К сожалению, иногда это уже просто «я», без «молюсь» и без «Бога». Хотя я помню старую шутку о композиторе, который говорил: «В 16 лет я говорил «Я», в 25 лет – «Я и Моцарт», в 40 – «Моцарт и я», а теперь говорю тихонько «Моцарт». Знаете, я очень люблю библейскую фразу: «Ты взвешен на весах Всевышнего и найден очень легким». Вот к пониманию этого человек приходит, по-моему, в течение своей жизни.

Мне кажется, любое творчество, серьезно понятое, – это собеседование с Ним.

Но некоторые люди формулируют это для себя не так. Если они не верят в Бога, они считают, что это собеседование с собственной совестью. Но это все равно процесс выяснения истины по гамбургскому счету. Когда-то Битов очень хорошо сказал о моем любимом Гоголе: «Ему кажется, что у Гоголя была какая-то длинная, бесконечная беседа с Небом, а то, что он писал, – это просто записки на полях». И я подумал: это очень точное сравнение, ведь человек должен иметь такого рода беседу. Если он не верит, то, видимо, это беседа с самым глубоким в себе, что, на мой взгляд, все равно дается Богом. Помните песню Галича: «“С добрым утром, Бах!” – говорит Бог. “С добрым утром, Бог!” – говорит Бах». Вот это уже те отношения, которые совершенно надмирны и метафизичны. И тогда рождается что-то на бумаге.

Персонализм – это то, что я вижу в знаменитых словах Серафима Саровского: «Стяжи дух мирен – и тысячи вокруг тебя спасутся». Это не шкурный уход от общества, не то, что «мне все безразличны», – ни в коем случае не об этом. Потому что зачем тогда ты нужен, если сидишь и, так сказать, восхищаешься своей красотой и духовностью?

Другое дело, мне кажется, очень опасно начинать «пасти народы», особенно людям творческого склада, которые легко увлекаются и никем на это не благословлены. Не надо, чтобы твоей единицей был народ, государство. Твоей единицей должен быть человек.

Я, как историк, знаю многие ситуации, когда мерой были народ, государство – и происходили революции, бунты. Ни к чему хорошему они не вели, потому что меняли все, кроме сути человека.

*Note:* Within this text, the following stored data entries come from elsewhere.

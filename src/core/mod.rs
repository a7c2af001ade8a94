//! # Core Protocol Components
//!
//! The wire message model, line framing, and record extraction.
//!
//! This module provides the foundation for the protocol: the ordered-field
//! message block, its byte-exact CRLF encoding, and the codec that slices a
//! raw byte stream into lines.
//!
//! ## Wire Format
//! ```text
//! Key: Value\r\n
//! Key: Value\r\n
//! \r\n
//! ```
//!
//! ## Safety
//! - Maximum line length: 16 KiB (prevents unbounded buffering)
//! - Decoding is total over byte content; only structure can fail

pub mod codec;
pub mod message;
pub mod record;
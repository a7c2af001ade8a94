//! # Record Mapping
//!
//! Declarative extraction of typed records from [`Message`] fields. A
//! [`RecordMap`] pairs field keys with setters on a target struct; applying
//! it to a message parses each present field into the setter's value type.
//! Absent fields and values that fail to parse leave the default in place.
//!
//! ```
//! use ami_client::core::message::Message;
//! use ami_client::core::record::RecordMap;
//!
//! #[derive(Default)]
//! struct PeerStatus {
//!     peer: String,
//!     channel_type: String,
//!     time: i64,
//! }
//!
//! let map = RecordMap::new()
//!     .field("Peer", |r: &mut PeerStatus, v| r.peer = v)
//!     .field("ChannelType", |r: &mut PeerStatus, v| r.channel_type = v)
//!     .field("Time", |r: &mut PeerStatus, v| r.time = v);
//!
//! let msg = Message::new()
//!     .field("Event", "PeerStatus")
//!     .field("Peer", "SIP/100")
//!     .field("ChannelType", "SIP")
//!     .field("Time", "42");
//! let status = map.to_record(&msg);
//! assert_eq!(status.peer, "SIP/100");
//! assert_eq!(status.time, 42);
//! ```

use crate::core::message::Message;
use std::str::FromStr;

type Setter<T> = Box<dyn Fn(&mut T, &str) + Send + Sync>;

/// Mapping from message field keys to typed setters on `T`.
pub struct RecordMap<T> {
    entries: Vec<(String, Setter<T>)>,
}

impl<T> Default for RecordMap<T> {
    fn default() -> Self {
        Self::new()
    }
}

impl<T> RecordMap<T> {
    pub fn new() -> Self {
        Self {
            entries: Vec::new(),
        }
    }

    /// Bind `key` to `assign`. The field value is parsed with [`FromStr`]
    /// into `V` before the setter runs; a parse failure skips the setter.
    pub fn field<V, F>(mut self, key: &str, assign: F) -> Self
    where
        V: FromStr + 'static,
        F: Fn(&mut T, V) + Send + Sync + 'static,
    {
        let setter: Setter<T> = Box::new(move |record, raw| {
            if let Ok(value) = raw.parse::<V>() {
                assign(record, value);
            }
        });
        self.entries.push((key.to_string(), setter));
        self
    }

    /// Number of bound fields.
    pub fn len(&self) -> usize {
        self.entries.len()
    }

    pub fn is_empty(&self) -> bool {
        self.entries.is_empty()
    }

    /// Build a `T` from `message`, starting at `T::default()`.
    pub fn to_record(&self, message: &Message) -> T
    where
        T: Default,
    {
        let mut record = T::default();
        for (key, setter) in &self.entries {
            if let Some(value) = message.get(key) {
                setter(&mut record, value);
            }
        }
        record
    }
}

Что такое искусство? Если коротко, в моем представлении – это описание неописанного. Это выражение невыраженного. Есть общее и различное у религии и искусства. Я всегда говорю, что только они занимаются человеком в мире. Но делают они это по-разному. Разумеется, здесь я вижу иерархические отношения. Потому что религия – это высшее. Искусство всегда ниже. Я говорю это без малейшей ревности, потому что в чистом виде только религия занимается человеком.

Но искусство открывает неоткрытое, познает непознанное. Есть вещи, которые мы смутно чувствуем. А литература – это как Адам, которому дано было называть животных. А что значит – назвать? Это пустить в обиход, дать повод для размышления, потому что очень трудно размышлять над тем, чего не можешь назвать. И в этом отношении даже атеистическая по духу литература может быть очень важной. Мой любимый пример – Набоков. Вот как описать страх человека перед смертью – без надежды на жизнь вечную? «Раковинный гул вечного небытия». Насколько это точно сказано! Это Набоков, который называет это чувство предельно ясно и жутко.

Религия – это еще и практика. И поэтому она не только называет, но еще и ведет.

А искусство, по большому счету, никуда не ведет – и не должно вести. Оно должно открывать.

Впрочем, в конечном счете оно тоже куда-то ведет, потому что разные писатели зовут все-таки к разным берегам.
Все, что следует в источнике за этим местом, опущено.